PRECISE que cette prime est attribuée :
- pour la période comprise entre le 1er juin 2013 et le 31 mai 2014, avec la rémunération du mois de juin 2014, en proportion de la quotité de travail réellement effectuée et de la période d’activité effective,
- ou, en dehors de la période de référence précitée, à due proportion avec la dernière rémunération versée en cas de fin de position d’activité, sur la base du montant annuel connu au dernier jour d’activité rémunérée,
- et, à titre exceptionnel, pour les agents sollicitant le versement d’un acompte sur prime, au prorata de la période considérée, dès lors que la demande apparaît justifiée.54
Questions diverses
1) Intervention de Monsieur PONDARD
"Les directions des écoles privées Saint-Michel et Notre Dame ont récemment annoncé qu'elles n'allaient pas mettre en place la réforme des rythmes scolaires en septembre 2014. Donc les élèves redonnais de ces deux écoles n'auront pas d'école le mercredi matin et les familles concernées seront donc à la recherche d'une solution de garde. Pouvez-vous, Monsieur le Maire, nous confirmer l'ouverture du centre aéré le mercredi matin ou toute autre solution d'accueil pour ces enfants redonnais ?"
Intervention de Monsieur DUCHÊNE
"Le choix a été fait par les directions des établissements Notre Dame et Saint-Michel de ne pas s'engager dans la réforme des rythmes scolaires. Ce qui veut dire que les enfants de ces écoles sont potentiellement libérés de leurs obligations scolaires le mercredi matin. Au vue de la demande qui pourra être faite, il faudra procéder à une évaluation très précise du besoin, puisque nous devons nous soucier, de l'ensemble des élèves redonnais. Nous envisagerons l'ouverture de la structure pour accueillir ces enfants pour les familles qui le demanderont."
2) Intervention de Monsieur DUCHÊNE :
"Je vous remercie. Il y a eu beaucoup d'intensité ces dernières semaines. En effet, un conseil municipal en période scolaire, c'est inhabituel. Nous avions une obligation, ce qui explique l'absence d'un certain nombre d'entre nous. Il y aura une régularité des commissions générales et des conseils municipaux qui vous sera communiquée.

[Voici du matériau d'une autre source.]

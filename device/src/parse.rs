//! Parsers for `pm`, `cmd package`, `ps`, `am` and `dumpsys` output.
//!
//! All functions are pure so they can be tested against captured output.

use deepfreeze_types::{EntryPoint, ExecutionContext, RunningSet, TaskInfo, UnitId};

/// `pm list packages` lines look like `package:com.example.app`.
#[must_use]
pub fn parse_package_list(output: &str) -> Vec<UnitId> {
    output
        .lines()
        .filter_map(|line| line.trim().strip_prefix("package:"))
        .filter_map(|unit| UnitId::new(unit).ok())
        .collect()
}

/// The parts of `dumpsys package <unit>` we care about.
#[derive(Debug, Clone, PartialEq, Eq, Default)]
pub struct PackageDump {
    pub installed: bool,
    pub enabled: bool,
    pub hidden: bool,
    pub suspended: bool,
    pub system: bool,
    /// Activities with at least one intent filter, in resolver-table order.
    pub activities: Vec<String>,
}

/// Parse `dumpsys package <unit>`.
///
/// Returns `None` when the dump has no `Package [<unit>]` section.
#[must_use]
pub fn parse_package_dump(unit: &UnitId, output: &str) -> Option<PackageDump> {
    let header = format!("Package [{unit}]");
    let package_section = output.find(&header)?;

    let mut dump = PackageDump {
        installed: true,
        enabled: true,
        ..PackageDump::default()
    };

    for line in output[package_section..].lines() {
        let line = line.trim();
        if line.starts_with("pkgFlags=") && line.contains(" SYSTEM ") {
            dump.system = true;
        }
        // Only the first user's state line counts.
        if line.starts_with("User 0:") {
            for field in line.split_whitespace() {
                match field.split_once('=') {
                    Some(("installed", v)) => dump.installed = v == "true",
                    Some(("hidden", v)) => dump.hidden = v == "true",
                    Some(("suspended", v)) => dump.suspended = v == "true",
                    // 2, 3 and 4 are the disabled states.
                    Some(("enabled", v)) => dump.enabled = !matches!(v, "2" | "3" | "4"),
                    _ => {}
                }
            }
            break;
        }
    }

    let prefix = format!("{unit}/");
    for line in output[..package_section].lines() {
        let mut parts = line.split_whitespace();
        let (Some(_hash), Some(component), Some("filter")) = (parts.next(), parts.next(), parts.next())
        else {
            continue;
        };
        if let Some(class_name) = component.strip_prefix(&prefix) {
            let class_name = EntryPoint::qualify(unit, class_name);
            if !dump.activities.contains(&class_name) {
                dump.activities.push(class_name);
            }
        }
    }

    Some(dump)
}

/// `cmd package query-activities --brief` output: a `priority=` line followed
/// by a `unit/class` line per activity.
#[must_use]
pub fn parse_launcher_activities(unit: &UnitId, output: &str) -> Vec<EntryPoint> {
    let mut out = Vec::new();
    let mut priority = 0;
    for line in output.lines().map(str::trim) {
        if let Some(rest) = line.strip_prefix("priority=") {
            priority = rest
                .split_whitespace()
                .next()
                .and_then(|p| p.parse().ok())
                .unwrap_or(0);
        } else if let Some((owner, class_name)) = parse_component(line)
            && owner == *unit
        {
            out.push(EntryPoint::new(class_name).launcher(priority));
            priority = 0;
        }
    }
    out
}

/// Merge launcher activities with every filtered activity from the package
/// dump. Launcher entries keep their priority and come first.
#[must_use]
pub fn merge_entry_points(launchers: Vec<EntryPoint>, activities: &[String]) -> Vec<EntryPoint> {
    let mut out = launchers;
    for class_name in activities {
        if !out.iter().any(|ep| ep.class_name == *class_name) {
            // Intent filters imply export unless the manifest says otherwise.
            out.push(EntryPoint::new(class_name.as_str()).exported());
        }
    }
    out
}

/// Split `com.example/.Main` into `(com.example, com.example.Main)`.
#[must_use]
pub fn parse_component(text: &str) -> Option<(UnitId, String)> {
    let text = text.trim().trim_start_matches('{').trim_end_matches('}');
    let (unit, class_name) = text.split_once('/')?;
    if unit.is_empty() || class_name.is_empty() || unit.contains(char::is_whitespace) {
        return None;
    }
    let class_name = class_name.split_whitespace().next()?;
    let unit = UnitId::new(unit).ok()?;
    let class_name = EntryPoint::qualify(&unit, class_name);
    Some((unit, class_name))
}

/// `cmd package resolve-activity --brief` prints a priority line then the
/// component, or `No activity found`.
#[must_use]
pub fn parse_resolved_activity(output: &str) -> Option<(UnitId, String)> {
    output
        .lines()
        .rev()
        .map(str::trim)
        .find(|line| !line.is_empty())
        .and_then(parse_component)
}

/// `ps -A -o NAME`. Kernel threads and bare binaries are skipped.
#[must_use]
pub fn parse_process_names(output: &str) -> RunningSet {
    let names = output
        .lines()
        .skip(1)
        .map(str::trim)
        .filter(|name| !name.is_empty())
        .filter(|name| !name.starts_with('[') && !name.starts_with('/'))
        .filter(|name| name.contains('.'));
    RunningSet::from_process_names(names)
}

/// `id -u`; root and shell may call `pm suspend`.
#[must_use]
pub fn parse_uid_is_privileged(output: &str) -> bool {
    matches!(output.trim().parse::<u32>(), Ok(0 | 2000))
}

/// `pm suspend` prints `Package <unit> new suspended state: <bool>`.
#[must_use]
pub fn parse_suspend_state(output: &str) -> Option<bool> {
    output
        .lines()
        .find_map(|line| line.split_once("new suspended state:"))
        .and_then(|(_, state)| state.trim().parse().ok())
}

/// `am start` reports failures in its output with exit status zero.
#[must_use]
pub fn am_start_failure(output: &str) -> Option<String> {
    output
        .lines()
        .map(str::trim)
        .find(|line| {
            line.starts_with("Error:")
                || line.starts_with("Error type")
                || line.contains("Exception")
                || line.starts_with("Warning: Activity not started")
        })
        .map(str::to_string)
}

/// `dumpsys activity recents`, most recent first.
#[must_use]
pub fn parse_recent_tasks(output: &str, limit: usize) -> Vec<TaskInfo> {
    let mut tasks: Vec<TaskInfo> = Vec::new();
    for line in output.lines().map(str::trim) {
        if line.starts_with("* Recent #") {
            if tasks.len() == limit {
                break;
            }
            let task_id = line
                .split_once("Task{")
                .and_then(|(_, rest)| rest.split_once('#'))
                .and_then(|(_, rest)| rest.split_whitespace().next())
                .and_then(|id| id.parse().ok());
            if let Some(task_id) = task_id {
                tasks.push(TaskInfo {
                    task_id,
                    base_unit: None,
                    top_unit: None,
                });
            }
        } else if let Some(task) = tasks.last_mut() {
            if let Some(rest) = line.strip_prefix("realActivity=") {
                task.base_unit = parse_component(rest).map(|(unit, _)| unit);
            } else if let Some(rest) = line.strip_prefix("topActivity=") {
                task.top_unit = parse_component(rest).map(|(unit, _)| unit);
            }
        }
    }
    tasks
}

/// `ActivityRecord{8f1c2d u0 com.example/.Main t42}` → `com.example`.
fn activity_record_unit(text: &str) -> Option<UnitId> {
    let (_, record) = text.split_once("ActivityRecord{")?;
    record
        .split_whitespace()
        .find(|token| token.contains('/'))
        .and_then(parse_component)
        .map(|(unit, _)| unit)
}

/// Resumed activity's unit from `dumpsys activity activities`.
#[must_use]
pub fn parse_foreground_unit(output: &str) -> Option<UnitId> {
    output
        .lines()
        .map(str::trim)
        .filter(|line| {
            line.starts_with("mResumedActivity")
                || line.starts_with("topResumedActivity")
                || line.starts_with("ResumedActivity")
        })
        .find_map(activity_record_unit)
}

/// `mLockTaskModeState=LOCKED|PINNED|NONE` from `dumpsys activity activities`.
#[must_use]
pub fn parse_lock_task_state(output: &str) -> ExecutionContext {
    let state = output
        .lines()
        .find_map(|line| line.trim().strip_prefix("mLockTaskModeState="))
        .map(str::trim);
    match state {
        Some("LOCKED" | "PINNED") => ExecutionContext::Restricted,
        _ => ExecutionContext::Normal,
    }
}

Le jour choisi pour leur tenue sera le jeudi, mais rien ne nous empêchera, selon les circonstances, de les tenir un autre jour."
Intervention de Madame JUHEL :
"Monsieur le Maire, cette gestion ne sera pas soumise à la discussion au moment du règlement intérieur du conseil municipal ?"
Intervention de Monsieur DUCHÊNE :
"Ecoutez, cette question sera effectivement envisagée dans le cadre des discussions sur le règlement intérieur et nous verrons alors s'il y a d'autres préférences. Il y a une distribution de la semaine et des obligations que nous avons avec d'autres organismes ou collectivités, telles que la CCPR qui a l'habitude du lundi et d'autres structures qui ont d'autres habitudes. C'est pour cela qu'il faut pouvoir trouver "un espace" qui convienne non seulement aux élus mais aussi aux services. Le jeudi est à ce jour la préférence."
Intervention de Madame EVAIN :
"En terme d'horaire, est-ce que l'on peut aussi retarder un peu les réunions des conseils municipaux et des commissions générales ?
Intervention de Monsieur DUCHÊNE :
"Cela veut dire quoi Madame EVAIN ?
Intervention de Madame EVAIN :
"Parce que moi je travaille à Rennes et 18 heures, cela fait un peu juste."55
Intervention de Monsieur DUCHÊNE:
"J'en conviens mais c'est le cas d'un certain nombre d'entre nous. La question peut être évoquée à l'occasion de la révision du règlement intérieur du conseil municipal. Mais je n'y suis pas favorable parce que si cela vous concerne, cela ne concerne pas d'autres. Il y a toujours des exceptions. Je comprends la difficulté. Ces questions pourront être évoquées lors de la réunion du groupe de travail sur la révision du règlement intérieur du conseil municipal, comme d'autres questions liées notamment à la communication de documents, par exemple."
L'ordre du jour étant épuisé, la séance est levée à 21h25.